■ **Problem to solve**
Within the data below, count every line that includes "means" and report the total alone.

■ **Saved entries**
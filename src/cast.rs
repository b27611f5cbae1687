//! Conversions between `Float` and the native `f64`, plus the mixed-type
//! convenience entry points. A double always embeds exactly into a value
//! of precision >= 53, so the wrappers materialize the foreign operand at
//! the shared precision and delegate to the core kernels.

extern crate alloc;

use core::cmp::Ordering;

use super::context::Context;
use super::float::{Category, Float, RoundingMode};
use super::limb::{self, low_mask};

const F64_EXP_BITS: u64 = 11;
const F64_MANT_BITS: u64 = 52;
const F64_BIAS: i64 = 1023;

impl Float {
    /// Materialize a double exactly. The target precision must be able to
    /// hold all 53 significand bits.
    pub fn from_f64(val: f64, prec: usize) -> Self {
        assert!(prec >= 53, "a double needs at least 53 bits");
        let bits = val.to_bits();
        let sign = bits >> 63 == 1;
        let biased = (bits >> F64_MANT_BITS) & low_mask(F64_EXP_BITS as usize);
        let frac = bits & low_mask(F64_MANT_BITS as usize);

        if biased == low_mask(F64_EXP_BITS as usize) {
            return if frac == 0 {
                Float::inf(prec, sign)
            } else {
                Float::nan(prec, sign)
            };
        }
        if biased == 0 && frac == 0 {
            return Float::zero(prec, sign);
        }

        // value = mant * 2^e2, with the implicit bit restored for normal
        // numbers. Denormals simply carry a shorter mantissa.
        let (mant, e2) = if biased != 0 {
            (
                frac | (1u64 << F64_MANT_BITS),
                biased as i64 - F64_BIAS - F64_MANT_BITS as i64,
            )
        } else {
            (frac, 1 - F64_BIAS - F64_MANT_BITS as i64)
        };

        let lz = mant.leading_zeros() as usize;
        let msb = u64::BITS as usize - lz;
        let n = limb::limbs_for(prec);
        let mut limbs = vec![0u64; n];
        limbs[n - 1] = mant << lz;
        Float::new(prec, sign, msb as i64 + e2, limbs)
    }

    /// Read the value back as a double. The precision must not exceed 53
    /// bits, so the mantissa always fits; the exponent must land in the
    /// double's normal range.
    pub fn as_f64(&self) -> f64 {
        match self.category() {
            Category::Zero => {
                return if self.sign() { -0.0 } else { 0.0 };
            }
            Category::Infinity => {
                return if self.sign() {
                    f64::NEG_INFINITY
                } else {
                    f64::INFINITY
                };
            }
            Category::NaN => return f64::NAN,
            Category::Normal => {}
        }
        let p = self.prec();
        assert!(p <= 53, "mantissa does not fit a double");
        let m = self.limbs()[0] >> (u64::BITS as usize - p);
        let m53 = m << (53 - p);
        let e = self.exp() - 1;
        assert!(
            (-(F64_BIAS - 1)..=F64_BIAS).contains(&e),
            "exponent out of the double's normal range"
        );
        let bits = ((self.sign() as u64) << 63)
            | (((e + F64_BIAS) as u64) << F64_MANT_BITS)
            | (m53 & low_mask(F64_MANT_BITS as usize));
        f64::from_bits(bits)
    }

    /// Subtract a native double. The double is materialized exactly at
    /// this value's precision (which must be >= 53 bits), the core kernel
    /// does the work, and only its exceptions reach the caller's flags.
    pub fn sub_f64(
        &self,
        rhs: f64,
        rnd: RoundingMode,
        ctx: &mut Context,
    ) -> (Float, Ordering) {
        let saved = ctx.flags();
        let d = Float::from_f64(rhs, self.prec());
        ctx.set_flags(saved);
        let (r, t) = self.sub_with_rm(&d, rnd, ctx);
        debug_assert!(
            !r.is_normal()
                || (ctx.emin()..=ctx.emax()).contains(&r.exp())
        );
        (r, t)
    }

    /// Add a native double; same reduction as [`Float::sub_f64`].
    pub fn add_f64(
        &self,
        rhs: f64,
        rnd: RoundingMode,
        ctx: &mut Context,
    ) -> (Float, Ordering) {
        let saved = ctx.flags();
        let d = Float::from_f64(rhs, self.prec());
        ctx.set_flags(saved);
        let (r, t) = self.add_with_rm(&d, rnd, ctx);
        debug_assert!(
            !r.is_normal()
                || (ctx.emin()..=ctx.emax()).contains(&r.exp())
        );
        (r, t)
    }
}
==
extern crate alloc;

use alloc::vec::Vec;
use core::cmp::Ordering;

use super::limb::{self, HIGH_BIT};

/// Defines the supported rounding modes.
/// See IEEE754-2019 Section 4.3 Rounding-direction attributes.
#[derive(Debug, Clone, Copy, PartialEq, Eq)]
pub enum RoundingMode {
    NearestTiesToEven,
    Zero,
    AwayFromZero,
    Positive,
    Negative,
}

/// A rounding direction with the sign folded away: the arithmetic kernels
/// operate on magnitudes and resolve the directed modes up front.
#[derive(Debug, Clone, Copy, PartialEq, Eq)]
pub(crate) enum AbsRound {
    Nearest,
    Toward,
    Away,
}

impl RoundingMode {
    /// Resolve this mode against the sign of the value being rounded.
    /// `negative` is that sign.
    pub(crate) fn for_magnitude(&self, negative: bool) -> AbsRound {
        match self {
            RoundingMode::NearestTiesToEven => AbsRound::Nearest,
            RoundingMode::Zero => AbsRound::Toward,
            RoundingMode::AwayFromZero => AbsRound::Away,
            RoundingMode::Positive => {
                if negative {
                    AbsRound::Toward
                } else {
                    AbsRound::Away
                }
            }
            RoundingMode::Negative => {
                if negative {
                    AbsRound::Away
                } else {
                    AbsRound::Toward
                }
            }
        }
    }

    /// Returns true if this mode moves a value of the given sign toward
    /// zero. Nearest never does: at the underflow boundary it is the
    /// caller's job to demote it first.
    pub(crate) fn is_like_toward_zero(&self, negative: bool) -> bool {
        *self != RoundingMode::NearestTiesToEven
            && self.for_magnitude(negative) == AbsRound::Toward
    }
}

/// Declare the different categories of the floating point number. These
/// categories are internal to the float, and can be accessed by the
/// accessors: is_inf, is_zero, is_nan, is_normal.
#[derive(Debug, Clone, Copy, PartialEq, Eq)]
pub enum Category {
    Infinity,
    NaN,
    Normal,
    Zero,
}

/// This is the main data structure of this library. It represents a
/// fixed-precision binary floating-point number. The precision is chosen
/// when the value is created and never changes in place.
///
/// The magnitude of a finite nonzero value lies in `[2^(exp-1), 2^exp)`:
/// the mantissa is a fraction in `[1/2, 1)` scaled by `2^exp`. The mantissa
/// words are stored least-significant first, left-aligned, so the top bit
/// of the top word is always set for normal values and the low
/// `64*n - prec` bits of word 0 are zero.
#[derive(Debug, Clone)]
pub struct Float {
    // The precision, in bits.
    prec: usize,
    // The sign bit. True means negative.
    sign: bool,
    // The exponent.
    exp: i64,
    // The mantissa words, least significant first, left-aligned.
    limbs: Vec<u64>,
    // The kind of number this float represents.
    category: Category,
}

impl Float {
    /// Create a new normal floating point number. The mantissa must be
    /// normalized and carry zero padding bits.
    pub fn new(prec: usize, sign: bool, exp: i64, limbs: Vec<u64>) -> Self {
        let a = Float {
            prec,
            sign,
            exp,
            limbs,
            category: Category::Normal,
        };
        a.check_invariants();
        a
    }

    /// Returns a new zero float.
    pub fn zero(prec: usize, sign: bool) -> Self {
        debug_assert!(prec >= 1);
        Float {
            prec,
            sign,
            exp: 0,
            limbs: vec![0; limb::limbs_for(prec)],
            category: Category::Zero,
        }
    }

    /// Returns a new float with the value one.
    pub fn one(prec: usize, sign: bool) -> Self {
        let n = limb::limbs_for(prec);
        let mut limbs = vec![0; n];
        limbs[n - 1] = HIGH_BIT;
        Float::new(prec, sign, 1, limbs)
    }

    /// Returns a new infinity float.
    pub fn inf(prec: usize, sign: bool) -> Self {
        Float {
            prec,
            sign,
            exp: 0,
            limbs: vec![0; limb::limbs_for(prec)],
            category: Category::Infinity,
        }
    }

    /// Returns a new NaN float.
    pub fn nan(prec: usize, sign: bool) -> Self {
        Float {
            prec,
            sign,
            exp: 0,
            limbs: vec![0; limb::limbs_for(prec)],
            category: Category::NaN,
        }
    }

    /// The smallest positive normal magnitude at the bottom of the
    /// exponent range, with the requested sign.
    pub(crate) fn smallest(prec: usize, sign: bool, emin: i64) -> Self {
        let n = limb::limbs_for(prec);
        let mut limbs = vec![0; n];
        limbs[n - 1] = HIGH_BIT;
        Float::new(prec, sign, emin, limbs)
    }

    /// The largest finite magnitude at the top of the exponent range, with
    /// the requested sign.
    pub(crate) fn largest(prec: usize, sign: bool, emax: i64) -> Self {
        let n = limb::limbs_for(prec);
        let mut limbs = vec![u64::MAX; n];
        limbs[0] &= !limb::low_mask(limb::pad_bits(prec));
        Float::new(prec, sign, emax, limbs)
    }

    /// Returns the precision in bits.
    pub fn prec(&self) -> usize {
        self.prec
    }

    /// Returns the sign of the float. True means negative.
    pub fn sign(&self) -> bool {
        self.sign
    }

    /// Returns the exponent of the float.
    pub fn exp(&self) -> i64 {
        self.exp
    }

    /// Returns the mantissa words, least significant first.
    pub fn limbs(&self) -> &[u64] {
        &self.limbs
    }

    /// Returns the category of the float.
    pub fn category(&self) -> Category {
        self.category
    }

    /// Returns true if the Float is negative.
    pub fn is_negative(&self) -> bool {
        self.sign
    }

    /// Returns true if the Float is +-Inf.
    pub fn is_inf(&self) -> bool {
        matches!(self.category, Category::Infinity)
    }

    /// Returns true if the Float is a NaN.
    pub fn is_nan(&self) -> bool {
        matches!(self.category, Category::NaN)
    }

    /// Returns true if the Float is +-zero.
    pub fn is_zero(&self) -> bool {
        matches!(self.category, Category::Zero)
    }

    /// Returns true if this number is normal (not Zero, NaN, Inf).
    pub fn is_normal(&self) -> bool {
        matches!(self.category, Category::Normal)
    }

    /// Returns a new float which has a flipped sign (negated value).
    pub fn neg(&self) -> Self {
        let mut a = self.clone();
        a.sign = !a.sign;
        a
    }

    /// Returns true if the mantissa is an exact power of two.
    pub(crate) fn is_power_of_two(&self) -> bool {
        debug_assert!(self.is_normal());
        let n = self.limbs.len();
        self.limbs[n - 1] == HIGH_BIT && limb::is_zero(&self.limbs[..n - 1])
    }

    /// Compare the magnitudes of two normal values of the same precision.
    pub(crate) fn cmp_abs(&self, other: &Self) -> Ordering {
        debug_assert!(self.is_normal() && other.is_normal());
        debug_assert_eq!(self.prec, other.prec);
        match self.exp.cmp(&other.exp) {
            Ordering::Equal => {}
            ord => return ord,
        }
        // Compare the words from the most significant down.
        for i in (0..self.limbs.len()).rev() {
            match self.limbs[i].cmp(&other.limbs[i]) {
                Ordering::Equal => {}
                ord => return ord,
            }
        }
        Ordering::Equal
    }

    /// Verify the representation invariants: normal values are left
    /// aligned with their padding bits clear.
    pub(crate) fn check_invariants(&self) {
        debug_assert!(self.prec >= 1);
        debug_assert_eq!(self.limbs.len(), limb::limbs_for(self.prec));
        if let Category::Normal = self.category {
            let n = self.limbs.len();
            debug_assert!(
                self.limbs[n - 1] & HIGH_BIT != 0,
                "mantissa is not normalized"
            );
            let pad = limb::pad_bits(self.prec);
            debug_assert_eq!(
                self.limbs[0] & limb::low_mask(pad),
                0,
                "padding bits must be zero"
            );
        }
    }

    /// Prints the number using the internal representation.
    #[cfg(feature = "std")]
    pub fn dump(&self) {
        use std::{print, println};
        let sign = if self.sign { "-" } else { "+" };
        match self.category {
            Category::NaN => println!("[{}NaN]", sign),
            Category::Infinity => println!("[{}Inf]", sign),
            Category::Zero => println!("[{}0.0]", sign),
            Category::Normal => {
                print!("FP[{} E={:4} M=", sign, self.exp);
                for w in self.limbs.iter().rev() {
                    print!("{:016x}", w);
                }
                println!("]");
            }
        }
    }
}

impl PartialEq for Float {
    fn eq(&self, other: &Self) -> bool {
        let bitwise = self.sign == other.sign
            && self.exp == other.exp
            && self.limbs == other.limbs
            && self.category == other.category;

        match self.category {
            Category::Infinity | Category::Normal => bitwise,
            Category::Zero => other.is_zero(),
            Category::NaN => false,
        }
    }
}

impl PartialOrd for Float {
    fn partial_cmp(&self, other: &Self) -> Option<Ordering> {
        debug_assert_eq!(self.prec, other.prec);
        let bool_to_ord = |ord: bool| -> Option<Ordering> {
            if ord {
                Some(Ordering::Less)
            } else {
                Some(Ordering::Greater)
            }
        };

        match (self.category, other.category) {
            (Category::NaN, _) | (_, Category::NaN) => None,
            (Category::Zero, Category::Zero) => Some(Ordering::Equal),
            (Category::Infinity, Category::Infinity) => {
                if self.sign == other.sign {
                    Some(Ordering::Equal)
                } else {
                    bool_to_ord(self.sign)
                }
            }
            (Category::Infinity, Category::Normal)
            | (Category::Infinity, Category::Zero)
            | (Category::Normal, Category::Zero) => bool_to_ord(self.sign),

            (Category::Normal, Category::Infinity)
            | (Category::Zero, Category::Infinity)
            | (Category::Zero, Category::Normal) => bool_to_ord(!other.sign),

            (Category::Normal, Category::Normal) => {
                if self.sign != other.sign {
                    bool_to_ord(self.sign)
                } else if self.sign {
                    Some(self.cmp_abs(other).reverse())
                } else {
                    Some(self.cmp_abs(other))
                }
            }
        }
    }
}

■ **Solution to this problem**
2